In plain English, OmniMetrix develops/manages a network of sensors that allow users to monitor their equipment remotely, cutting down the need to send people out into the field. Of the ~$5M in revenue for 2017, there’s about a 50/50 split between equipment and remote monitoring services.

The business is growing ~20% YoY, which I believe can continue given the small revenue base. Their products mostly compete with OEM’s who sell monitoring equipment for their own machines (and who are much larger than Acorn). I am not going to pound the table and say these guys are going to take over the big players. However, there is a demand for a non-OEM provider of these services because some dealers are afraid that if they sell the OEM’s monitoring equipment they will be disintermediated and lose their customer relationships.
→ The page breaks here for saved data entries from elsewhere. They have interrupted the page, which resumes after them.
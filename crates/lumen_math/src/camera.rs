use crate::{Ray, Vec3};

/// Movement directions understood by [`Camera::move_in`].
///
/// The discriminants double as indices into per-direction input flags.
#[derive(Debug, Clone, Copy, PartialEq, Eq, Hash)]
pub enum Direction {
    Forward = 0,
    Left = 1,
    Backward = 2,
    Right = 3,
    Up = 4,
    Down = 5,
}

impl Direction {
    pub const ALL: [Direction; 6] = [
        Direction::Forward,
        Direction::Left,
        Direction::Backward,
        Direction::Right,
        Direction::Up,
        Direction::Down,
    ];

    #[inline]
    pub fn index(self) -> usize {
        self as usize
    }
}

/// First-person pinhole camera described by a position plus yaw and pitch.
///
/// The basis `(u, v, w)` is right, up and forward. The renderer only reads
/// it; the frame loop mutates the camera between frames.
#[derive(Debug, Clone, Copy, PartialEq)]
pub struct Camera {
    pub position: Vec3,
    /// Degrees, rotation about world Y. -90 looks down -Z.
    yaw: f64,
    /// Degrees, clamped to (-89, 89).
    pitch: f64,
    pub u: Vec3,
    pub v: Vec3,
    pub w: Vec3,
    /// Vertical extent of the image plane at unit distance.
    pub film_height: f64,
}

const MAX_PITCH: f64 = 89.0;

impl Camera {
    /// Create a camera at `position` looking down -Z.
    pub fn new(position: Vec3) -> Self {
        let mut camera = Self {
            position,
            yaw: -90.0,
            pitch: 0.0,
            u: Vec3::X,
            v: Vec3::Y,
            w: Vec3::NEG_Z,
            film_height: 0.5135,
        };
        camera.update_basis();
        camera
    }

    /// Create a camera at `position` looking along `direction`.
    pub fn look_along(position: Vec3, direction: Vec3) -> Self {
        let d = direction.normalize();
        let mut camera = Self::new(position);
        camera.yaw = d.z.atan2(d.x).to_degrees();
        camera.pitch = d.y.asin().to_degrees().clamp(-MAX_PITCH, MAX_PITCH);
        camera.update_basis();
        camera
    }

    /// Set the vertical film extent (a zoom control).
    pub fn with_film_height(mut self, film_height: f64) -> Self {
        self.film_height = film_height;
        self
    }

    pub fn yaw(&self) -> f64 {
        self.yaw
    }

    pub fn pitch(&self) -> f64 {
        self.pitch
    }

    fn update_basis(&mut self) {
        let (yaw, pitch) = (self.yaw.to_radians(), self.pitch.to_radians());
        self.w = Vec3::new(yaw.cos() * pitch.cos(), pitch.sin(), yaw.sin() * pitch.cos()).normalize();
        self.u = self.w.cross(Vec3::Y).normalize();
        self.v = self.u.cross(self.w);
    }

    /// Translate the camera. Forward and backward stay in the horizontal plane.
    pub fn move_in(&mut self, direction: Direction, amount: f64) {
        let flat_forward = Vec3::new(self.w.x, 0.0, self.w.z);
        let delta = match direction {
            Direction::Up => Vec3::Y,
            Direction::Down => Vec3::NEG_Y,
            Direction::Left => -self.u,
            Direction::Right => self.u,
            Direction::Forward => flat_forward,
            Direction::Backward => -flat_forward,
        };
        self.position += delta * amount;
    }

    pub fn rotate_yaw(&mut self, degrees: f64) {
        self.yaw += degrees;
        self.update_basis();
    }

    pub fn rotate_pitch(&mut self, degrees: f64) {
        self.pitch = (self.pitch + degrees).clamp(-MAX_PITCH, MAX_PITCH);
        self.update_basis();
    }

    /// Primary ray through the film position `(px, py)`, measured in pixels
    /// from the bottom-left corner of a `width` x `height` image.
    pub fn primary_ray(&self, px: f64, py: f64, width: u32, height: u32) -> Ray {
        let aspect = width as f64 / height as f64;
        let sx = (px / width as f64 - 0.5) * self.film_height * aspect;
        let sy = (py / height as f64 - 0.5) * self.film_height;
        Ray::new(self.position, self.u * sx + self.v * sy + self.w)
    }
}

impl Default for Camera {
    fn default() -> Self {
        Self::new(Vec3::ZERO)
    }
}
Today, gross margins are ~57%, with hardware at 25%-30% GM, and monitoring at ~85%. The monitoring business is a high-margin annuity stream I believe is very undervalued today. In isolation OmniMetrix is a very good business that needs almost no capex.

 

Now let me explain why the timing/setup makes this stock truly compelling at $0.24/share.

 

Why should you invest now?

On Feb 14, 2018, Acorn announced it had completed the sale of its remaining 41% interest in DSIT solutions for $5.8M. This is a big deal for 2 reasons:

 

1) It immediately fixes Acorn’s balance sheet. The company will have about $2M net cash, no debt, which materially de-risks this investment for new investors, and is more enough money to fund OmniMetrix until it breaks even.  

 

2) ACFN is now a pure-play. OmniMetrix is asset-light, high recurring revenue, and will finally inflect to cash-flow breakeven in 2018-2019.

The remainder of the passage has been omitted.